--- Data Enclosed Below ---

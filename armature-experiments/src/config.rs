//! Engine configuration
//!
//! Configuration can be built in code, deserialized, or read from the
//! environment:
//!
//! - `ARMATURE_AB_PERCENTAGE`: default admission percentage (0-100)
//! - `ARMATURE_AB_CHOOSER`: `random` or `static:<index-or-identifier>`
//! - `ARMATURE_AB_SEED`: seed for a deterministic randomness provider
//! - `ARMATURE_AB_COOKIE_NAME`: participation cookie name
//! - `ARMATURE_AB_COOKIE_TTL`: participation cookie lifetime in seconds (negative for a session cookie)

use crate::chooser::{ChoiceKey, RandomChooser, StaticChooser, VariantChooser};
use crate::dispatcher::{DispatcherConfig, EventDispatcher};
use crate::error::{ExperimentError, ExperimentResult};
use crate::filter::{ParticipationFilter, Percentage};
use crate::random::{RandomSource, SeededRandom, thread_random};
use serde::{Deserialize, Serialize};
use std::env;
use std::str::FromStr;
use std::sync::Arc;

#[cfg(feature = "cookie")]
use crate::storage::CookieConfig;

/// Engine-level default chooser
#[derive(Debug, Clone, PartialEq, Eq, Serialize, Deserialize)]
#[serde(tag = "type", rename_all = "snake_case")]
pub enum ChooserConfig {
    /// [`RandomChooser`]
    Random,
    /// [`StaticChooser`] on a fixed key
    Static { key: ChoiceKey },
}

impl ChooserConfig {
    /// Build the chooser, drawing from `random` where needed
    pub fn build(&self, random: Arc<dyn RandomSource>) -> Arc<dyn VariantChooser> {
        match self {
            Self::Random => Arc::new(RandomChooser::with_random(random)),
            Self::Static { key } => Arc::new(StaticChooser::new(key.clone())),
        }
    }
}

impl FromStr for ChooserConfig {
    type Err = ExperimentError;

    fn from_str(s: &str) -> Result<Self, Self::Err> {
        let s = s.trim();
        if s.eq_ignore_ascii_case("random") {
            return Ok(Self::Random);
        }

        match s.split_once(':') {
            Some((kind, key)) if kind.eq_ignore_ascii_case("static") && !key.is_empty() => {
                let key = match key.parse::<usize>() {
                    Ok(index) => ChoiceKey::Index(index),
                    Err(_) => ChoiceKey::Identifier(key.to_string()),
                };
                Ok(Self::Static { key })
            }
            _ => Err(ExperimentError::Configuration(format!(
                "unknown chooser '{}', expected 'random' or 'static:<key>'",
                s
            ))),
        }
    }
}

/// Configuration for the experiment engine
#[derive(Debug, Clone, PartialEq, Serialize, Deserialize, Default)]
#[serde(default)]
pub struct ExperimentsConfig {
    /// Admission percentage applied when a test has no filter of its own
    pub default_percentage: Option<i32>,
    /// Chooser applied when a test has no chooser of its own
    pub default_chooser: Option<ChooserConfig>,
    /// Seed for the default strategies; unseeded uses the thread generator
    pub seed: Option<u64>,
    /// Event dispatcher behaviour
    pub dispatcher: DispatcherConfig,
    /// Participation cookie settings
    #[cfg(feature = "cookie")]
    pub cookie: CookieConfig,
}

impl ExperimentsConfig {
    /// Create a new configuration builder
    pub fn builder() -> ExperimentsConfigBuilder {
        ExperimentsConfigBuilder::default()
    }

    /// Create config from environment variables.
    ///
    /// Unset variables keep their defaults; malformed values are rejected.
    pub fn from_env() -> ExperimentResult<Self> {
        Self::from_lookup(|key| env::var(key).ok())
    }

    fn from_lookup(lookup: impl Fn(&str) -> Option<String>) -> ExperimentResult<Self> {
        let mut config = Self::default();

        if let Some(value) = lookup("ARMATURE_AB_PERCENTAGE") {
            config.default_percentage = Some(parse_var("ARMATURE_AB_PERCENTAGE", &value)?);
        }

        if let Some(value) = lookup("ARMATURE_AB_CHOOSER") {
            config.default_chooser = Some(value.parse()?);
        }

        if let Some(value) = lookup("ARMATURE_AB_SEED") {
            config.seed = Some(parse_var("ARMATURE_AB_SEED", &value)?);
        }

        #[cfg(feature = "cookie")]
        {
            if let Some(name) = lookup("ARMATURE_AB_COOKIE_NAME") {
                if name.trim().is_empty() {
                    return Err(ExperimentError::Configuration(
                        "ARMATURE_AB_COOKIE_NAME must not be empty".to_string(),
                    ));
                }
                config.cookie.name = name.trim().to_string();
            }

            // negative means a session cookie
            if let Some(value) = lookup("ARMATURE_AB_COOKIE_TTL") {
                let ttl: i64 = parse_var("ARMATURE_AB_COOKIE_TTL", &value)?;
                config.cookie.ttl_secs = u64::try_from(ttl).ok();
                config.cookie.validate().map_err(|e| {
                    ExperimentError::Configuration(format!("ARMATURE_AB_COOKIE_TTL: {}", e))
                })?;
            }
        }

        Ok(config)
    }

    /// Randomness provider shared by the default strategies
    pub fn random(&self) -> Arc<dyn RandomSource> {
        match self.seed {
            Some(seed) => Arc::new(SeededRandom::new(seed)),
            None => thread_random(),
        }
    }

    /// Build the default filter, if one is configured
    pub fn filter(
        &self,
        random: Arc<dyn RandomSource>,
    ) -> ExperimentResult<Option<Arc<dyn ParticipationFilter>>> {
        self.default_percentage
            .map(|probability| {
                Percentage::with_random(probability, random)
                    .map(|filter| Arc::new(filter) as Arc<dyn ParticipationFilter>)
            })
            .transpose()
    }

    /// Build the default chooser, if one is configured
    pub fn chooser(&self, random: Arc<dyn RandomSource>) -> Option<Arc<dyn VariantChooser>> {
        self.default_chooser
            .as_ref()
            .map(|chooser| chooser.build(random))
    }

    /// Build an event dispatcher with the configured behaviour
    pub fn event_dispatcher(&self) -> EventDispatcher {
        EventDispatcher::with_config(self.dispatcher.clone())
    }
}

fn parse_var<T: FromStr>(key: &str, value: &str) -> ExperimentResult<T> {
    value.trim().parse().map_err(|_| {
        ExperimentError::Configuration(format!("invalid value '{}' for {}", value, key))
    })
}

/// Builder for ExperimentsConfig
#[derive(Debug, Default)]
pub struct ExperimentsConfigBuilder {
    config: ExperimentsConfig,
}

impl ExperimentsConfigBuilder {
    pub fn default_percentage(mut self, probability: i32) -> Self {
        self.config.default_percentage = Some(probability);
        self
    }

    pub fn default_chooser(mut self, chooser: ChooserConfig) -> Self {
        self.config.default_chooser = Some(chooser);
        self
    }

    pub fn seed(mut self, seed: u64) -> Self {
        self.config.seed = Some(seed);
        self
    }

    pub fn continue_on_error(mut self, enabled: bool) -> Self {
        self.config.dispatcher.continue_on_error = enabled;
        self
    }

    pub fn enable_logging(mut self, enabled: bool) -> Self {
        self.config.dispatcher.enable_logging = enabled;
        self
    }

    #[cfg(feature = "cookie")]
    pub fn cookie(mut self, cookie: CookieConfig) -> Self {
        self.config.cookie = cookie;
        self
    }

    pub fn build(self) -> ExperimentsConfig {
        self.config
    }
}

#[cfg(test)]
mod tests {
    use super::*;
    use crate::variant::Variant;
    use std::collections::HashMap;

    fn lookup(vars: &[(&str, &str)]) -> impl Fn(&str) -> Option<String> {
        let vars: HashMap<String, String> = vars
            .iter()
            .map(|(k, v)| (k.to_string(), v.to_string()))
            .collect();
        move |key| vars.get(key).cloned()
    }

    #[test]
    fn test_default_config() {
        let config = ExperimentsConfig::default();
        assert_eq!(config.default_percentage, None);
        assert_eq!(config.default_chooser, None);
        assert_eq!(config.seed, None);
        assert!(!config.dispatcher.continue_on_error);
    }

    #[test]
    fn test_builder() {
        let config = ExperimentsConfig::builder()
            .default_percentage(50)
            .default_chooser(ChooserConfig::Random)
            .seed(42)
            .continue_on_error(true)
            .build();

        assert_eq!(config.default_percentage, Some(50));
        assert_eq!(config.default_chooser, Some(ChooserConfig::Random));
        assert_eq!(config.seed, Some(42));
        assert!(config.dispatcher.continue_on_error);
    }

    #[test]
    fn test_chooser_from_str() {
        assert_eq!("random".parse::<ChooserConfig>().unwrap(), ChooserConfig::Random);
        assert_eq!(
            "static:1".parse::<ChooserConfig>().unwrap(),
            ChooserConfig::Static {
                key: ChoiceKey::Index(1)
            }
        );
        assert_eq!(
            "static:control".parse::<ChooserConfig>().unwrap(),
            ChooserConfig::Static {
                key: ChoiceKey::Identifier("control".to_string())
            }
        );
        assert!("static:".parse::<ChooserConfig>().is_err());
        assert!("weighted".parse::<ChooserConfig>().is_err());
    }

    #[test]
    fn test_from_lookup() {
        let config = ExperimentsConfig::from_lookup(lookup(&[
            ("ARMATURE_AB_PERCENTAGE", "25"),
            ("ARMATURE_AB_CHOOSER", "static:0"),
            ("ARMATURE_AB_SEED", "7"),
        ]))
        .unwrap();

        assert_eq!(config.default_percentage, Some(25));
        assert_eq!(
            config.default_chooser,
            Some(ChooserConfig::Static {
                key: ChoiceKey::Index(0)
            })
        );
        assert_eq!(config.seed, Some(7));
    }

    #[test]
    fn test_from_lookup_rejects_malformed_values() {
        let err = ExperimentsConfig::from_lookup(lookup(&[("ARMATURE_AB_PERCENTAGE", "half")]))
            .unwrap_err();
        assert!(matches!(err, ExperimentError::Configuration(_)));

        let err =
            ExperimentsConfig::from_lookup(lookup(&[("ARMATURE_AB_SEED", "-1")])).unwrap_err();
        assert!(matches!(err, ExperimentError::Configuration(_)));
    }

    #[cfg(feature = "cookie")]
    #[test]
    fn test_cookie_from_lookup() {
        let config = ExperimentsConfig::from_lookup(lookup(&[
            ("ARMATURE_AB_COOKIE_NAME", "ab"),
            ("ARMATURE_AB_COOKIE_TTL", "3600"),
        ]))
        .unwrap();

        assert_eq!(config.cookie.name, "ab");
        assert_eq!(config.cookie.ttl_secs, Some(3600));

        assert!(
            ExperimentsConfig::from_lookup(lookup(&[("ARMATURE_AB_COOKIE_NAME", " ")])).is_err()
        );
    }

    #[cfg(feature = "cookie")]
    #[test]
    fn test_cookie_ttl_from_lookup() {
        let config =
            ExperimentsConfig::from_lookup(lookup(&[("ARMATURE_AB_COOKIE_TTL", "-1")])).unwrap();
        assert_eq!(config.cookie.ttl_secs, None);

        for ttl in ["18446744073709551615", "100000000000000000", "9000000000000000"] {
            let err = ExperimentsConfig::from_lookup(lookup(&[("ARMATURE_AB_COOKIE_TTL", ttl)]))
                .unwrap_err();
            assert!(matches!(err, ExperimentError::Configuration(_)));
        }
    }

    #[test]
    fn test_filter_validates_percentage() {
        let config = ExperimentsConfig::builder().default_percentage(150).build();
        let Err(err) = config.filter(config.random()) else {
            panic!("a percentage above 100 must be rejected");
        };
        assert!(matches!(err, ExperimentError::InvalidProbability(150)));

        assert!(ExperimentsConfig::default().filter(thread_random()).unwrap().is_none());
    }

    #[test]
    fn test_seeded_strategies_are_deterministic() {
        let config = ExperimentsConfig::builder()
            .default_chooser(ChooserConfig::Random)
            .seed(1234)
            .build();
        let variants: Vec<Variant> = (0..10).map(|i| Variant::simple(format!("v{}", i))).collect();

        let first = config.chooser(config.random()).unwrap();
        let second = config.chooser(config.random()).unwrap();
        for _ in 0..20 {
            assert_eq!(
                first.choose_variant(&variants).map(|v| v.id().to_string()),
                second.choose_variant(&variants).map(|v| v.id().to_string())
            );
        }
    }

    #[test]
    fn test_deserialize_partial() {
        let config: ExperimentsConfig = serde_json::from_str(
            r#"{"default_percentage": 10, "default_chooser": {"type": "static", "key": "b"}}"#,
        )
        .unwrap();

        assert_eq!(config.default_percentage, Some(10));
        assert_eq!(
            config.default_chooser,
            Some(ChooserConfig::Static {
                key: ChoiceKey::Identifier("b".to_string())
            })
        );
        assert_eq!(config.dispatcher, DispatcherConfig::default());
    }
}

--- End of Enclosed Data ---

Exercise goal: Across the entries above, find the lines with the string "FromStr" and copy them.

Solution to this exercise:
use std::str::FromStr;
impl FromStr for ChooserConfig {
fn parse_var<T: FromStr>(key: &str, value: &str) -> ExperimentResult<T> {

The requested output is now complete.